My mother finally visited our hot and little-used second floor to see the extensive drywall repair work my husband had recently finished, necessitated by the much-regretted (on my part) joint decision 6 years ago to install a heat pump when we bought the house, and the unbelievably bad drywall work the installers did over the ducts (this is a Cape Cod house, so there was no space to do ductwork between the roof and ceilings.)  She peeked in the bathroom and made a decision to remodel it, something I've been campaigning for since we moved in.  The upstairs bathroom, victim of a very low-budget do-it-yourself remodel I'm guessing 30 or so years ago, features plastic wall tiles (where they haven't fallen off), a partition wall between the shower and toilet that is rotting at the base, and a space between the shabby homemade vanity and said partition so small you have to turn sideways to get to the toilet; I tell you this just so you don't think I'm frivolous in wanting to remodel it.  The whole room is about 5 by 5 feet and can't be expanded, far too small to contain a shower, but removing it and making the house a 1.5 bath would sacrifice "value", so we have to find a way to squeeze a shower in there better than it was done before.  My brother has been hired as the contractor, which is good because I know he won't treat me like a nutjob when I push for the lowest-environmental-impact options.  Remodeling this bathroom will make it easier to sell the house, and make it much closer to rental-ready if we have to rent it instead; it will also make it easier for me to share the house in the meantime. 

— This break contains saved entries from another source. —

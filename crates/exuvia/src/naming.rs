//! Module and package name normalization.
//!
//! Every name that ends up as a file or package identifier passes through
//! [`to_snake`], so the same rules apply to component names, the package
//! name, and anything a remote suggester returns.

use crate::types::FxIndexSet;

/// Fallback identifier when normalization consumes the whole input.
const DEFAULT_MODULE_NAME: &str = "module";

/// Normalize an arbitrary string into a valid snake_case Python module name.
///
/// Idempotent: feeding the output back in returns it unchanged.
pub fn to_snake(raw: &str) -> String {
    let trimmed = raw.trim();

    // Insert underscores at lower/digit-to-upper transitions, then lowercase
    // and squash every run of invalid characters into a single underscore.
    let mut out = String::with_capacity(trimmed.len() + 4);
    let mut prev: Option<char> = None;
    for ch in trimmed.chars() {
        let ch = if ch == '-' { '_' } else { ch };
        if ch.is_ascii_uppercase()
            && prev.is_some_and(|p| p.is_ascii_lowercase() || p.is_ascii_digit())
        {
            out.push('_');
        }
        let lower = ch.to_ascii_lowercase();
        if lower.is_ascii_lowercase() || lower.is_ascii_digit() || lower == '_' {
            out.push(lower);
        } else if !out.ends_with('_') {
            out.push('_');
        }
        prev = Some(ch);
    }

    let mut name = out.trim_matches('_').to_string();
    // Collapse runs of underscores left by stripped characters.
    while name.contains("__") {
        name = name.replace("__", "_");
    }
    if name.is_empty() {
        name = DEFAULT_MODULE_NAME.to_string();
    }
    if name.starts_with(|c: char| c.is_ascii_digit()) {
        name = format!("m_{name}");
    }
    if ruff_python_stdlib::keyword::is_keyword(&name) {
        name = format!("mod_{name}");
    }
    name
}

/// Check whether a suggested package name is acceptable as-is:
/// 3 to 30 characters from `[a-z0-9_]`.
pub fn is_valid_package_name(name: &str) -> bool {
    (3..=30).contains(&name.len())
        && name
            .chars()
            .all(|c| c.is_ascii_lowercase() || c.is_ascii_digit() || c == '_')
}

/// Ensure module names are unique within a package by suffixing integers.
pub fn ensure_unique_module_name(base: &str, used: &mut FxIndexSet<String>) -> String {
    if used.insert(base.to_string()) {
        return base.to_string();
    }
    let mut i = 2;
    loop {
        let candidate = format!("{base}_{i}");
        if used.insert(candidate.clone()) {
            return candidate;
        }
        i += 1;
    }
}

/// Generate a compact module name from a component's member names.
///
/// Up to the first three members are normalized and joined while the name
/// stays short; the result is capped at 40 characters. Purely cosmetic.
pub fn module_name_for_component(names: &[String]) -> String {
    let parts: Vec<String> = names
        .iter()
        .filter(|n| !n.is_empty())
        .map(|n| to_snake(n))
        .collect();
    let Some(first) = parts.first() else {
        return DEFAULT_MODULE_NAME.to_string();
    };
    let mut base = first.clone();
    for extra in parts.iter().skip(1).take(2) {
        if base.len() < 20 {
            base = format!("{base}_{extra}");
        }
    }
    if base.len() > 40 {
        base.truncate(40);
        base = base.trim_end_matches('_').to_string();
    }
    if base.is_empty() {
        DEFAULT_MODULE_NAME.to_string()
    } else {
        base
    }
}

#[cfg(test)]
mod tests {
    use super::*;

    #[test]
    fn test_to_snake_basic() {
        assert_eq!(to_snake("MyClass"), "my_class");
        assert_eq!(to_snake("HTTPServer2"), "httpserver2");
        assert_eq!(to_snake("parse-args"), "parse_args");
        assert_eq!(to_snake("  spaced name  "), "spaced_name");
        assert_eq!(to_snake("snake_case_already"), "snake_case_already");
    }

    #[test]
    fn test_to_snake_edge_cases() {
        assert_eq!(to_snake(""), "module");
        assert_eq!(to_snake("!!!"), "module");
        assert_eq!(to_snake("3rd_party"), "m_3rd_party");
        assert_eq!(to_snake("class"), "mod_class");
        assert_eq!(to_snake("import"), "mod_import");
    }

    #[test]
    fn test_to_snake_idempotent() {
        for raw in ["MyClass", "3rd", "class", "weird--name!!x", "", "a_b_c"] {
            let once = to_snake(raw);
            assert_eq!(to_snake(&once), once, "not idempotent for {raw:?}");
        }
    }

    #[test]
    fn test_unique_module_names() {
        let mut used = FxIndexSet::default();
        assert_eq!(ensure_unique_module_name("util", &mut used), "util");
        assert_eq!(ensure_unique_module_name("util", &mut used), "util_2");
        assert_eq!(ensure_unique_module_name("util", &mut used), "util_3");
        assert_eq!(ensure_unique_module_name("other", &mut used), "other");
    }

    #[test]
    fn test_module_name_for_component() {
        let names = vec!["Alpha".to_string(), "beta".to_string(), "Gamma".to_string()];
        assert_eq!(module_name_for_component(&names), "alpha_beta_gamma");

        let long = vec!["a_very_long_symbol_name_indeed".to_string(), "b".to_string()];
        let name = module_name_for_component(&long);
        assert!(name.len() <= 40);
        assert!(!name.ends_with('_'));

        assert_eq!(module_name_for_component(&[]), "module");
    }

    #[test]
    fn test_package_name_validation() {
        assert!(is_valid_package_name("http_tools"));
        assert!(!is_valid_package_name("ab"));
        assert!(!is_valid_package_name("Has-Caps"));
        assert!(!is_valid_package_name(&"x".repeat(31)));
    }
}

My job was supposed to end over a week ago, but when I emailed the HR person on the second-to-last day to inquire about my final paycheck, she told me she had emailed my boss on June 6 to tell her that I could stay through July 22, but my boss apparently was so busy with some personal problem(s) that she hadn't gotten around to reading the email 3 weeks later, which is not surprising to anyone who knows my boss.  So, I am employed for a little while longer, and Carmaggedon (what I'm calling my anticipated liberation from daily access to an automobile and the resulting life changes when my husband takes the car) has been postponed accordingly.  I think I've gotten my bike trailer operational - it needed a new tire.  The bike shop would not sell me a new seat for my bike, instead the guy adjusted the seat I had and told me to ride it until I could describe specifically what was uncomfortable about it.  I appreciated that.  I've still got to learn to do roadside repairs (tubes at least) and think through what I'll do if something happens while I'm out with my son, because I feel like the bike and trailer are much less reliable than a car.  Maybe I'm wrong in thinking that?  Maybe it's just that the familiarity of a car offers psychological security, while the bicycle makes me feel vulnerable.  I've never changed a car tire but that doesn't stop me from going anywhere in the car.

I dropped my mom at the airport this morning.  It may take me months to recover from this visit.  A few good things came out of it, but the status of my plans at this point, the way I see it, is that I'm on my own.  I'm going to need a lot of determination to change my life into what I want it to be.